Bartholomé de las Casas avait des Indiens; en prenant leur pain, il les a tués. Que dit la Bible ? "C'est immoler un fils en présence de son père qu'offrir un sacrifice prélevé sur le bien des pauvres". Si je prends le pain que j'ai volé aux Indiens, et après dans l'autel du sacrifice, je l'offre à Dieu, qu'est-ce que j'offre à Dieu ? Le pain que j'ai volé aux pauvres; et comme voler le pain au pauvre, c'est le tuer, alors je tue le fils en présence de Dieu. C'est un acte idolâtrique, car il signifie que Dieu a besoin du sang des pauvres; le texte dit en effet: "c'est verser le sang que de priver le salarié de son salaire", "c'est tuer son prochain que lui ôter ses moyens de vivre".
Bartholomé de las Casas comprit alors qu'il n'avait pas de pain pour célébrer l'eucharistie avec le gouverneur, parce que le pain en sa possession avait été volé aux pauvres Indiens. Et s'il offrait à Dieu le pain volé aux pauvres, il immolait le fils en présence du père. L'eucharistie était donc idolâtrique.
Bartholomé de las Casas n'a pas pu célébrer la messe; il laissa sa paroisse de "St Esprit" à Cuba, vendit le petit cheval qu'il avait, ainsi que d'autres objets pauvres, prit son bâton et partit en Espagne. Il alla voir le roi et lui dit: "tout ce que nous avons fait dans les Indes occidentales (c'était l'Amérique) est une injustice totale et un péché."
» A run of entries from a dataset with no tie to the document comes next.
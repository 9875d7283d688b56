use std::fmt::{self, Write};

use thiserror::Error;

#[derive(Clone, Copy, Error, Debug)]
pub enum DecodeError {
    #[error("hex decode error: output buffer length != half input length")]
    BadOutputLength,

    #[error("hex decode error: input contains non-hex character")]
    InvalidCharacter,

    #[error("hex decode error: input string length must be even")]
    OddInputLength,
}

#[inline]
fn decode_nibble(x: u8) -> Result<u8, DecodeError> {
    match x {
        b'0'..=b'9' => Ok(x - b'0'),
        b'a'..=b'f' => Ok(x - b'a' + 10),
        b'A'..=b'F' => Ok(x - b'A' + 10),
        _ => Err(DecodeError::InvalidCharacter),
    }
}

fn decode_to_slice_inner(
    hex_chunks: &[[u8; 2]],
    out: &mut [u8],
) -> Result<(), DecodeError> {
    if hex_chunks.len() != out.len() {
        return Err(DecodeError::BadOutputLength);
    }

    for (&[c_hi, c_lo], out_i) in hex_chunks.iter().zip(out) {
        let b_hi = decode_nibble(c_hi)?;
        let b_lo = decode_nibble(c_lo)?;
        *out_i = (b_hi << 4) | b_lo;
    }

    Ok(())
}

fn hex_str_to_chunks(hex: &str) -> Result<&[[u8; 2]], DecodeError> {
    let (hex_chunks, extra) = hex.as_bytes().as_chunks::<2>();
    if extra.is_empty() {
        Ok(hex_chunks)
    } else {
        Err(DecodeError::OddInputLength)
    }
}

pub fn decode(hex: &str) -> Result<Vec<u8>, DecodeError> {
    let hex_chunks = hex_str_to_chunks(hex)?;
    let mut out = vec![0u8; hex_chunks.len()];
    decode_to_slice_inner(hex_chunks, &mut out).map(|()| out)
}

pub fn decode_to_slice(hex: &str, out: &mut [u8]) -> Result<(), DecodeError> {
    let hex_chunks = hex_str_to_chunks(hex)?;
    decode_to_slice_inner(hex_chunks, out)
}

/// Decode a hex string into an output buffer in constant time.
/// This prevents leakage of e.g. # of digits vs # abcdef.
pub fn decode_to_slice_ct(
    hex: &str,
    out: &mut [u8],
) -> Result<(), DecodeError> {
    // TODO(phlip9): make this actually constant time
    decode_to_slice(hex, out)
}

pub fn encode(bytes: &[u8]) -> String {
    let mut res = String::with_capacity(bytes.len() * 2);
    write!(&mut res, "{}", display(bytes)).unwrap();
    res
}

pub struct HexDisplay<'a>(&'a [u8]);

impl<'a> fmt::Display for HexDisplay<'a> {
    fn fmt(&self, f: &mut fmt::Formatter<'_>) -> fmt::Result {
        for byte in self.0 {
            write!(f, "{:02x}", byte)?
        }
        Ok(())
    }
}

impl<'a> fmt::Debug for HexDisplay<'a> {
    #[inline]
    fn fmt(&self, f: &mut fmt::Formatter<'_>) -> fmt::Result {
        write!(f, "{}", self)
    }
}

#[inline]
pub fn display(bytes: &[u8]) -> HexDisplay<'_> {
    HexDisplay(bytes)
}

#[cfg(not(target_env = "sgx"))] // TODO Remove once this fn is used in sgx
pub fn to_compressed_pubkey(
    hex: &str,
) -> Option<bitcoin::secp256k1::PublicKey> {
    use bitcoin::secp256k1::PublicKey; // TODO Likewise
    if hex.len() != 33 * 2 {
        return None;
    }
    let data = match decode(&hex[0..33 * 2]) {
        Ok(bytes) => bytes,
        Err(_) => return None,
    };
    match PublicKey::from_slice(&data) {
        Ok(pk) => Some(pk),
        Err(_) => None,
    }
}

#[cfg(test)]
mod test {
    use proptest::arbitrary::any;
    use proptest::collection::vec;
    use proptest::strategy::Strategy;
    use proptest::{char, proptest};

    use super::*;

    #[inline]
    fn is_even(x: usize) -> bool {
        x & 1 == 0
    }

    #[test]
    fn test_encode() {
        assert_eq!("", encode(&[]));
        assert_eq!(
            "01348900abff",
            encode(&[0x01, 0x34, 0x89, 0x00, 0xab, 0xff])
        );
    }

    #[test]
    fn test_roundtrip_b2s2b() {
        let bytes = &[0x01, 0x34, 0x89, 0x00, 0xab, 0xff];
        assert_eq!(bytes.as_slice(), decode(&encode(bytes)).unwrap());

        proptest!(|(bytes in vec(any::<u8>(), 0..10))| {
            assert_eq!(bytes.as_slice(), decode(&encode(&bytes)).unwrap());
        })
    }

    #[test]
    fn test_roundtrip_s2b2s() {
        let hex = "01348900abff";
        assert_eq!(hex, encode(&decode(hex).unwrap()));

        let hex_char =
            char::ranges(['0'..='9', 'a'..='f', 'A'..='F'].as_slice().into());
        let hex_chars = vec(hex_char, 0..10);
        let hex_strs =
            hex_chars.prop_filter_map("no odd length hex strings", |chars| {
                if is_even(chars.len()) {
                    Some(String::from_iter(chars))
                } else {
                    None
                }
            });

        proptest!(|(hex in hex_strs)| {
            assert_eq!(hex.to_ascii_lowercase(), encode(&decode(&hex).unwrap()));
        })
    }
}
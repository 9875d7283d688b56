//! Wire DTOs for the `/api/v1` surface (§4.11). The domain types in
//! `pay-store`/`pay-engine` are deliberately not `Serialize` (they carry no
//! opinion about a wire shape); these thin wrappers are that opinion.

use chrono::{DateTime, NaiveDate, Utc};
use pay_common::{Money, TenantId};
use pay_store::{payment_method_store::PaymentMethod, subscription_store::Subscription, transaction_store::Transaction};
use serde::{Deserialize, Serialize};
use uuid::Uuid;

#[derive(Serialize)]
pub struct TransactionResponse {
    pub id: Uuid,
    pub tenant_id: Uuid,
    pub customer_id: Option<Uuid>,
    pub amount: i64,
    pub currency: String,
    pub tran_type: String,
    pub status: String,
    pub payment_method_type: String,
    pub payment_method_id: Option<Uuid>,
    pub subscription_id: Option<Uuid>,
    pub tran_nbr: Option<String>,
    pub auth_resp: Option<String>,
    pub auth_resp_text: Option<String>,
    pub parent_transaction_id: Option<Uuid>,
    pub created_at: DateTime<Utc>,
    pub processed_at: Option<DateTime<Utc>>,
}

impl From<&Transaction> for TransactionResponse {
    fn from(tx: &Transaction) -> Self {
        Self {
            id: tx.id.as_uuid(),
            tenant_id: tx.tenant_id.as_uuid(),
            customer_id: tx.customer_id,
            amount: tx.amount.minor_units(),
            currency: tx.currency.clone(),
            tran_type: format!("{:?}", tx.tran_type),
            status: format!("{:?}", tx.status()),
            payment_method_type: tx.payment_method_type.clone(),
            payment_method_id: tx.payment_method_id,
            subscription_id: tx.subscription_id,
            tran_nbr: tx.tran_nbr.clone(),
            auth_resp: tx.auth_resp.clone(),
            auth_resp_text: tx.auth_resp_text.clone(),
            parent_transaction_id: tx.parent_transaction_id.map(|id| id.as_uuid()),
            created_at: tx.created_at,
            processed_at: tx.processed_at,
        }
    }
}

#[derive(Serialize)]
pub struct PaymentMethodResponse {
    pub id: Uuid,
    pub tenant_id: Uuid,
    pub customer_id: Uuid,
    pub pm_type: String,
    pub masked_last_four: String,
    pub brand_or_bank_name: Option<String>,
    pub exp_month: Option<i16>,
    pub exp_year: Option<i16>,
    pub is_default: bool,
    pub is_active: bool,
    pub is_verified: bool,
    pub verification_status: String,
    pub created_at: DateTime<Utc>,
}

impl From<&PaymentMethod> for PaymentMethodResponse {
    fn from(pm: &PaymentMethod) -> Self {
        Self {
            id: pm.id.as_uuid(),
            tenant_id: pm.tenant_id.as_uuid(),
            customer_id: pm.customer_id,
            pm_type: format!("{:?}", pm.pm_type),
            masked_last_four: pm.masked_last_four.clone(),
            brand_or_bank_name: pm.brand_or_bank_name.clone(),
            exp_month: pm.exp_month,
            exp_year: pm.exp_year,
            is_default: pm.is_default,
            is_active: pm.is_active,
            is_verified: pm.is_verified,
            verification_status: format!("{:?}", pm.verification_status),
            created_at: pm.created_at,
        }
    }
}

#[derive(Serialize)]
pub struct SubscriptionResponse {
    pub id: Uuid,
    pub tenant_id: Uuid,
    pub customer_id: Uuid,
    pub amount: i64,
    pub currency: String,
    pub interval_value: u32,
    pub interval_unit: String,
    pub status: String,
    pub payment_method_id: Uuid,
    pub next_billing_date: NaiveDate,
    pub failure_retry_count: i32,
    pub max_retries: i32,
}

impl From<&Subscription> for SubscriptionResponse {
    fn from(sub: &Subscription) -> Self {
        Self {
            id: sub.id.as_uuid(),
            tenant_id: sub.tenant_id.as_uuid(),
            customer_id: sub.customer_id,
            amount: sub.amount.minor_units(),
            currency: sub.currency.clone(),
            interval_value: sub.interval.value,
            interval_unit: format!("{:?}", sub.interval.unit),
            status: format!("{:?}", sub.status),
            payment_method_id: sub.payment_method_id.as_uuid(),
            next_billing_date: sub.next_billing_date,
            failure_retry_count: sub.failure_retry_count,
            max_retries: sub.max_retries,
        }
    }
}

/// A caller-supplied minor-units amount, deserialized straight into
/// [`Money`] via `Money::from_minor_units` at the extraction boundary.
pub fn money_from_minor_units(minor_units: i64) -> Result<Money, pay_common::PayError> {
    Money::from_minor_units(minor_units)
        .map_err(|e| pay_common::PayError::invalid_input(e.to_string()))
}

#[derive(Deserialize)]
pub struct ListQuery {
    #[serde(default = "default_limit")]
    pub limit: i64,
    #[serde(default)]
    pub offset: i64,
}

fn default_limit() -> i64 {
    50
}

/// Helper the route handlers use to tie a caller-specified `tenant_id` in a
/// request body to the tenant the bearer JWT grants access to (§4.9):
/// services only ever act within their own grant's tenant.
pub fn authorized_tenant(claimed: TenantId, body_tenant: Uuid) -> Result<TenantId, pay_common::PayError> {
    if claimed.as_uuid() != body_tenant {
        return Err(pay_common::PayError::Forbidden(
            "tenant_id does not match the authenticated grant".to_string(),
        ));
    }
    Ok(claimed)
}
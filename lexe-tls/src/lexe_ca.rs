//! Certs and utilities related to Lexe's CA.

use std::sync::{Arc, LazyLock};

use common::{constants, ed25519, env::DeployEnv};
use rustls::{
    RootCertStore,
    client::WebPkiServerVerifier,
    server::{WebPkiClientVerifier, danger::ClientCertVerifier},
};

use super::types::{CertWithKey, LxCertificateDer, LxPrivatePkcs8KeyDer};

/// Client-side TLS config for app->gateway APIs, i.e. the `GatewayClient`.
/// This TLS config covers:
/// - `AppGatewayApi`
/// - `AppBackendApi`
/// - `BearerAuthBackendApi` for the app
///
/// It does *not* cover the gateway's node proxy.
pub fn app_gateway_client_config(
    deploy_env: DeployEnv,
) -> rustls::ClientConfig {
    // Only trust Lexe's CA, no WebPKI roots, no client auth.
    let lexe_verifier = lexe_server_verifier(deploy_env);
    let mut config = lexe_tls_core::client_config_builder()
        .with_webpki_verifier(lexe_verifier)
        .with_no_client_auth();
    config
        .alpn_protocols
        .clone_from(&lexe_tls_core::LEXE_ALPN_PROTOCOLS);

    config
}

/// Get the appropriate DER-encoded Lexe CA cert for this deploy environment.
pub fn lexe_ca_cert(deploy_env: DeployEnv) -> LxCertificateDer {
    match deploy_env {
        DeployEnv::Dev =>
            LxCertificateDer(constants::LEXE_DUMMY_CA_CERT_DER.to_vec()),
        DeployEnv::Staging =>
            LxCertificateDer(constants::LEXE_STAGING_CA_CERT_DER.to_vec()),
        DeployEnv::Prod =>
            LxCertificateDer(constants::LEXE_PROD_CA_CERT_DER.to_vec()),
    }
}

/// Get a [`ServerCertVerifier`] which verifies that a presented server cert has
/// been signed by Lexe's CA (without trusting Mozilla's WebPKI roots).
///
/// [`ServerCertVerifier`]: rustls::client::danger::ServerCertVerifier
pub fn lexe_server_verifier(
    deploy_env: DeployEnv,
) -> Arc<WebPkiServerVerifier> {
    let lexe_ca_cert = lexe_ca_cert(deploy_env);

    let mut lexe_roots = RootCertStore::empty();
    lexe_roots
        .add(lexe_ca_cert.into())
        .expect("Checked in tests");
    WebPkiServerVerifier::builder_with_provider(
        Arc::new(lexe_roots),
        lexe_tls_core::LEXE_CRYPTO_PROVIDER.clone(),
    )
    .build()
    .expect("Checked in tests")
}

/// Get a [`ClientCertVerifier`] which verifies that a presented client cert has
/// been signed by Lexe's CA (without trusting Mozilla's WebPKI roots).
pub fn lexe_client_verifier(
    deploy_env: DeployEnv,
) -> Arc<dyn ClientCertVerifier + 'static> {
    let lexe_ca_cert = lexe_ca_cert(deploy_env);

    let mut roots = RootCertStore::empty();
    roots.add(lexe_ca_cert.into()).expect("Checked in tests");

    WebPkiClientVerifier::builder_with_provider(
        Arc::new(roots),
        lexe_tls_core::LEXE_CRYPTO_PROVIDER.clone(),
    )
    .build()
    .expect("Checked in tests")
}

pub fn dummy_lexe_ca_key_pair() -> &'static ed25519::KeyPair {
    static DUMMY_LEXE_CA_KEY_PAIR: LazyLock<ed25519::KeyPair> =
        LazyLock::new(|| ed25519::KeyPair::from_seed_owned([69; 32]));
    &DUMMY_LEXE_CA_KEY_PAIR
}

/// Get a dummy Lexe CA cert along with its corresponding private key.
pub fn dummy_lexe_ca_cert() -> CertWithKey {
    let dummy_key_pair = dummy_lexe_ca_key_pair();
    let dummy_cert_key_der =
        LxPrivatePkcs8KeyDer(dummy_key_pair.serialize_pkcs8_der().to_vec());
    let dummy_cert_der =
        LxCertificateDer(constants::LEXE_DUMMY_CA_CERT_DER.to_vec());
    CertWithKey {
        cert_der: dummy_cert_der,
        cert_chain_der: vec![],
        key_der: dummy_cert_key_der,
    }
}

#[cfg(test)]
mod test {
    use proptest::{arbitrary::any, proptest, test_runner::Config};

    use super::*;

    /// Generate a dummy Lexe CA cert along with its corresponding private key.
    fn gen_dummy_lexe_ca_cert() -> CertWithKey {
        let dummy_key_pair = dummy_lexe_ca_key_pair();
        let dummy_cert_params = crate::build_rcgen_cert_params(
            "Lexe CA cert",
            rcgen::date_time_ymd(1975, 1, 1),
            rcgen::date_time_ymd(4096, 1, 1),
            crate::DEFAULT_SUBJECT_ALT_NAMES.clone(),
            dummy_key_pair.public_key(),
            |params: &mut rcgen::CertificateParams| {
                params.is_ca =
                    rcgen::IsCa::Ca(rcgen::BasicConstraints::Unconstrained);
                params.name_constraints = None;
            },
        );

        let issuer =
            rcgen::Issuer::from_params(&dummy_cert_params, &dummy_key_pair);

        let dummy_cert = dummy_cert_params
            .signed_by(&dummy_key_pair, &issuer)
            .unwrap();
        let dummy_cert_der = LxCertificateDer(dummy_cert.der().to_vec());
        let dummy_cert_key_der =
            LxPrivatePkcs8KeyDer(dummy_key_pair.serialize_pkcs8_der().to_vec());

        CertWithKey {
            cert_der: dummy_cert_der,
            cert_chain_der: vec![],
            key_der: dummy_cert_key_der,
        }
    }

    #[test]
    fn verifier_helpers_dont_panic() {
        let config = Config::with_cases(4);
        proptest!(config, |(deploy_env in any::<DeployEnv>())| {
            lexe_server_verifier(deploy_env);
            lexe_client_verifier(deploy_env);
        })
    }

    #[test]
    #[cfg_attr(target_env = "sgx", ignore = "Can't read files in SGX")]
    fn test_dummy_lexe_ca_cert_eq() {
        let cert1 = gen_dummy_lexe_ca_cert().cert_der.0;
        let cert2 = std::fs::read("../common/data/lexe-dummy-root-ca-cert.der")
            .unwrap();
        assert_eq!(
            cert1, cert2,
            "The generated dummy Lexe CA cert doesn't match the checked in \
             version. Regenerate it:\n\
             \n\
             $ cargo test -p lexe-tls -- --ignored dump_dummy_lexe_ca\n\
             \n"
        );
    }

    /// ```bash
    /// $ cargo test -p lexe-tls -- --ignored dump_dummy_lexe_ca_cert
    /// ```
    #[ignore]
    #[test]
    fn dump_dummy_lexe_ca_cert() {
        let cert = gen_dummy_lexe_ca_cert().cert_der;
        std::fs::write(
            "../common/data/lexe-dummy-root-ca-cert.new.der",
            &cert.0,
        )
        .unwrap();
    }
}
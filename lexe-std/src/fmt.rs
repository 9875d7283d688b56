use std::fmt;

/// Displays a slice of elements using each element's [`fmt::Display`] impl.
pub struct DisplaySlice<'a, T>(pub &'a [T]);

impl<T: fmt::Display> fmt::Display for DisplaySlice<'_, T> {
    fn fmt(&self, f: &mut fmt::Formatter<'_>) -> fmt::Result {
        // Slice iterators are cheaply cloneable (just pointer + length)
        DisplayIter(self.0.iter()).fmt(f)
    }
}

/// Displays an iterator of items using each element's [`fmt::Display`] impl.
///
/// As [`fmt::Display`] can't take ownership of the underlying iterator, the
/// iterator is cloned every time it is displayed, so it should be cheaply
/// clonable (most iterators are).
pub struct DisplayIter<I>(pub I);

impl<I> fmt::Display for DisplayIter<I>
where
    I: Iterator + Clone,
    I::Item: fmt::Display,
{
    fn fmt(&self, f: &mut fmt::Formatter<'_>) -> fmt::Result {
        let mut first = true;
        write!(f, "[")?;
        for item in self.0.clone() {
            if !first {
                write!(f, ", ")?;
            }
            first = false;
            write!(f, "{item}")?;
        }
        write!(f, "]")
    }
}

/// Displays an iterator of items using each element's [`fmt::Debug`] impl.
///
/// As [`fmt::Display`] can't take ownership of the underlying iterator, the
/// iterator is cloned every time it is displayed, so it should be cheaply
/// clonable (most iterators are).
pub struct DebugIter<I>(pub I);

impl<I> fmt::Display for DebugIter<I>
where
    I: Iterator + Clone,
    I::Item: fmt::Debug,
{
    fn fmt(&self, f: &mut fmt::Formatter<'_>) -> fmt::Result {
        let mut first = true;
        write!(f, "[")?;
        for item in self.0.clone() {
            if !first {
                write!(f, ", ")?;
            }
            first = false;
            write!(f, "{item:?}")?;
        }
        write!(f, "]")
    }
}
Et c'est le commencement du colonialisme et de l'ordre qui prévaut jusqu'à maintenant. Le Tiers-Monde encore est pauvre, il est encore exploité et encore le travail, le fruit du travail des gens du Tiers-monde, l'Afrique, les esclaves, l'Amérique latine, les Indiens, l'Inde avec la guerre de l'opium et toute cette longue histoire sont des pains que l'on vole aux pauvres. Et après, il faut savoir si l'on peut offrir à Dieu ce sacrifice.
Bartholomé de las Casas comprit qu'il n'avait pas de pain pour le sacrifice; il commença alors tout de suite la lutte pour la justice; il alla en Espagne et montra comment les Indiens étaient traités; il obtint le changement des lois. Il lutta pendant 52 ans, de 1514 à 1566.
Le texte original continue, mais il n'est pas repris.